New technologies have been developed to try to circumvent the problem of false-negative Pap smears. False-negative results occur when a disease or condition is present but the test does not detect it. False-negative Pap smears (slides with abnormal cells judged to be "normal") are estimated to be between 5% and 30%.

The new techniques consist of alternative ways to prepare and read Pap smears. In one new preparation method known as liquid-based cytology, cervical cells are obtained as usual but a new technique is used to prepare the slides for analysis. The physician puts the cell sample into a vial of liquid preservative. The cells are then sent to the laboratory where they are filtered and spread on glass slides. This method removes any contamination from blood or mucous.

Prepared slides are usually read by cytotechnologists who examine thousands of slides under a microscope every day. This exhausting process may be subject to human error. Computer systems are now being developed to assist by providing an automated analysis of slides. Slides containing abnormally appearing cervical cells can first be automatically identified and then subjected to a second, manual re-screening.

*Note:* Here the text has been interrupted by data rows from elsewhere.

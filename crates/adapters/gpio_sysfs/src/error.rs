//! GPIO-specific error type wrapping sysfs IO failures.

use relayhub_domain::error::RelayHubError;

/// Errors originating from the sysfs GPIO layer.
#[derive(Debug, thiserror::Error)]
pub enum GpioError {
    /// Writing the line number to `export` failed.
    #[error("failed to export gpio line {line}")]
    Export {
        line: u32,
        #[source]
        source: std::io::Error,
    },

    /// Configuring the line as an output failed.
    #[error("failed to configure gpio line {line} as output")]
    Direction {
        line: u32,
        #[source]
        source: std::io::Error,
    },

    /// Writing the line level failed.
    #[error("failed to write gpio line {line}")]
    Write {
        line: u32,
        #[source]
        source: std::io::Error,
    },
}

impl From<GpioError> for RelayHubError {
    fn from(err: GpioError) -> Self {
        Self::Output(Box::new(err))
    }
}
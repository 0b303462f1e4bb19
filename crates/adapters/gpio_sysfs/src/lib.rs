//! # relayhub-adapter-gpio-sysfs
//!
//! Drives relay output lines through the Linux GPIO sysfs interface
//! (`/sys/class/gpio`).
//!
//! ## Layout
//!
//! | Path | Use |
//! |------|-----|
//! | `{root}/export` | write a line number to make `gpio{line}` appear |
//! | `{root}/gpio{line}/direction` | set to `out` once at startup |
//! | `{root}/gpio{line}/value` | `1` / `0` on every relay switch |
//!
//! ## Dependency rule
//!
//! Depends on `relayhub-app` (port traits) and `relayhub-domain` only.

mod error;

use std::fs;
use std::path::PathBuf;

use relayhub_app::ports::RelayOutput;
use relayhub_domain::error::RelayHubError;

pub use error::GpioError;

/// Default sysfs GPIO mount point.
pub const DEFAULT_ROOT: &str = "/sys/class/gpio";

/// Output lines backed by sysfs GPIO files.
#[derive(Debug, Clone)]
pub struct SysfsGpio {
    root: PathBuf,
    active_low: bool,
}

impl SysfsGpio {
    /// `active_low` inverts every written level, for relay boards that
    /// energise the coil when the line is pulled low.
    pub fn new(root: impl Into<PathBuf>, active_low: bool) -> Self {
        Self {
            root: root.into(),
            active_low,
        }
    }

    /// Export every line that is not exported yet and configure it as an
    /// output.
    ///
    /// # Errors
    ///
    /// Returns [`GpioError::Export`] or [`GpioError::Direction`] for the
    /// first line that cannot be prepared.
    pub fn prepare(&self, lines: &[u32]) -> Result<(), GpioError> {
        for &line in lines {
            if !self.line_dir(line).is_dir() {
                fs::write(self.root.join("export"), line.to_string())
                    .map_err(|source| GpioError::Export { line, source })?;
                tracing::debug!(line, "exported gpio line");
            }
            fs::write(self.line_dir(line).join("direction"), "out")
                .map_err(|source| GpioError::Direction { line, source })?;
        }
        tracing::info!(lines = lines.len(), root = %self.root.display(), "gpio lines prepared");
        Ok(())
    }

    fn line_dir(&self, line: u32) -> PathBuf {
        self.root.join(format!("gpio{line}"))
    }
}

impl RelayOutput for SysfsGpio {
    fn write(&self, line: u32, level: bool) -> Result<(), RelayHubError> {
        let physical = level != self.active_low;
        fs::write(
            self.line_dir(line).join("value"),
            if physical { "1" } else { "0" },
        )
        .map_err(|source| GpioError::Write { line, source })?;
        Ok(())
    }
}
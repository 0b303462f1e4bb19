//! Application services — use-case implementations.
//!
//! Each service struct accepts port trait implementations via generic parameters
//! (constructor injection), keeping this layer decoupled from concrete adapters.

pub mod relay_bank;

Recent guidelines are conflicting as to whether to recommend the new technologies because sound scientific research is not available on which to base a thoughtful recommendation. Besides being more expensive, the underlying problem is that the new technologies (such as liquid-based cytology) have never been proven to decrease mortality from cervical cancer as compared to conventional Pap testing. In addition, even if future research shows that more cases of cervical cancer are detected with the new technologies versus the conventional Pap testing, there may be too many "false positive" cases in which women are labeled to have abnormal Pap smears when they are perfectly normal. This last point is critical. The information must be gathered before rational recommendations can be widely instituted.